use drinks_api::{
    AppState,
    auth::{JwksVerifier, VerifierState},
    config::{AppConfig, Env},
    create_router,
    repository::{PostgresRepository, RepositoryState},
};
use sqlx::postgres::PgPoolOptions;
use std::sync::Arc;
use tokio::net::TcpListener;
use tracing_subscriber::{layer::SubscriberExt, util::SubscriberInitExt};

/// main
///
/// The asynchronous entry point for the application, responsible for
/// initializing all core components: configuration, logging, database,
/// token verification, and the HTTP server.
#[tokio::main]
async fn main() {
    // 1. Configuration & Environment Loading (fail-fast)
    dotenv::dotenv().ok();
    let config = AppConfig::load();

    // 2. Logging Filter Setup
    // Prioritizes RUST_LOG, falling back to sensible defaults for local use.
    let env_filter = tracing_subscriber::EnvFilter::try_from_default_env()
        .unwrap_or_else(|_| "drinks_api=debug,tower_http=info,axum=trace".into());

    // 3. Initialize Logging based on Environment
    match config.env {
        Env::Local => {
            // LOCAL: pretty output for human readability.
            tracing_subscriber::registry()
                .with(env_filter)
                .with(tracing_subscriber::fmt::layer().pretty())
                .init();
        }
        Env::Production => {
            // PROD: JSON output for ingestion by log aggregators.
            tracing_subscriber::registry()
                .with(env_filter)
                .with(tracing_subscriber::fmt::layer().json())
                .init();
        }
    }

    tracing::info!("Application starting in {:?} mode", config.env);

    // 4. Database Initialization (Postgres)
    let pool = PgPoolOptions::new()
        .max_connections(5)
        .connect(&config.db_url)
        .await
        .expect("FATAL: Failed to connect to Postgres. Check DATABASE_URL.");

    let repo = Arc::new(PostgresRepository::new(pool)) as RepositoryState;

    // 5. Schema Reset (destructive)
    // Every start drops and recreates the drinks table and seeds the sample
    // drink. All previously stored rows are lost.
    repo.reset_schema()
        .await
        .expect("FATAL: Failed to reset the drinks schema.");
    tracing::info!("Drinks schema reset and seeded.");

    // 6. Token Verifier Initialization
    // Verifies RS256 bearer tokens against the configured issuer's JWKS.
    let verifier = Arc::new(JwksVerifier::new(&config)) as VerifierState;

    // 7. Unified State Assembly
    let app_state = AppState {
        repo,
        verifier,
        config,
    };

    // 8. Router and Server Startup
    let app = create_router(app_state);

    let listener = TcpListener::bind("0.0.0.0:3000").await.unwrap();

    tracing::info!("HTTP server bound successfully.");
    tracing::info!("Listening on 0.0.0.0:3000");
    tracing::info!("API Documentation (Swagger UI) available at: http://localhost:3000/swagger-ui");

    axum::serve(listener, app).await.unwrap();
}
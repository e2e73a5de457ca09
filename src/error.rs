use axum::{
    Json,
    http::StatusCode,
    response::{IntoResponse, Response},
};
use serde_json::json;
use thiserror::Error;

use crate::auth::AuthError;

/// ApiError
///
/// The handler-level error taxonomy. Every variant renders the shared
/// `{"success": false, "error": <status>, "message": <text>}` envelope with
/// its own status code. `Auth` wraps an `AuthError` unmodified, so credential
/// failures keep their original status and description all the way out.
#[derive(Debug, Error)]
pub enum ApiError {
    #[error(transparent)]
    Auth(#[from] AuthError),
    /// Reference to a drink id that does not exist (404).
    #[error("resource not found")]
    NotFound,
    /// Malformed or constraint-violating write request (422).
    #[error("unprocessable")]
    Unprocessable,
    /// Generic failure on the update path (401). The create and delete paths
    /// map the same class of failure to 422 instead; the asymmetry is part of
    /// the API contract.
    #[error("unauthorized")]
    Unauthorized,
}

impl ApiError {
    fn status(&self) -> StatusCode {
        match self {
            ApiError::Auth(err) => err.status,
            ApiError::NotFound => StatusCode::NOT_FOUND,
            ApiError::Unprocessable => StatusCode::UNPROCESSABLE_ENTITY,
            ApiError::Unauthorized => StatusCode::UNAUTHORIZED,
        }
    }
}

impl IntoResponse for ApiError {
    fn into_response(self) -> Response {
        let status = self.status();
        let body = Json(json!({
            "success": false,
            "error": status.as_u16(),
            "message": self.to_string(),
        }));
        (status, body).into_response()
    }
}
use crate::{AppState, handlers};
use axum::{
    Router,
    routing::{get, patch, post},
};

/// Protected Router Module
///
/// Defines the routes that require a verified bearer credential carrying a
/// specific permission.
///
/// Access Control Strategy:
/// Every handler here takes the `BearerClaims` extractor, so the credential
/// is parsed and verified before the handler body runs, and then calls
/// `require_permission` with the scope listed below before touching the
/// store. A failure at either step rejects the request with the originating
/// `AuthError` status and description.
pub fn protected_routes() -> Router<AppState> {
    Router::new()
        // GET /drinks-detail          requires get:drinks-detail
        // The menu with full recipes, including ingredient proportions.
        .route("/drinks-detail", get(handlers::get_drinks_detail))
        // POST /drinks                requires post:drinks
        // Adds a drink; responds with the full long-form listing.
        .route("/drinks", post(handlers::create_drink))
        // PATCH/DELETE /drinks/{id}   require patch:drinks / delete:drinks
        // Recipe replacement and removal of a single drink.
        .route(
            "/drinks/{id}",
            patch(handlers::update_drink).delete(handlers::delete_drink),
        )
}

(WHAT YOU ARE ASKED TO DO)
From the line that contains "patch:drinks / delete:drinks" through the final line of the material, copy every line exactly, including both ends.

(OUTPUT FOR THIS TASK)
        // PATCH/DELETE /drinks/{id}   require patch:drinks / delete:drinks
        // Recipe replacement and removal of a single drink.
        .route(
            "/drinks/{id}",
            patch(handlers::update_drink).delete(handlers::delete_drink),
        )
}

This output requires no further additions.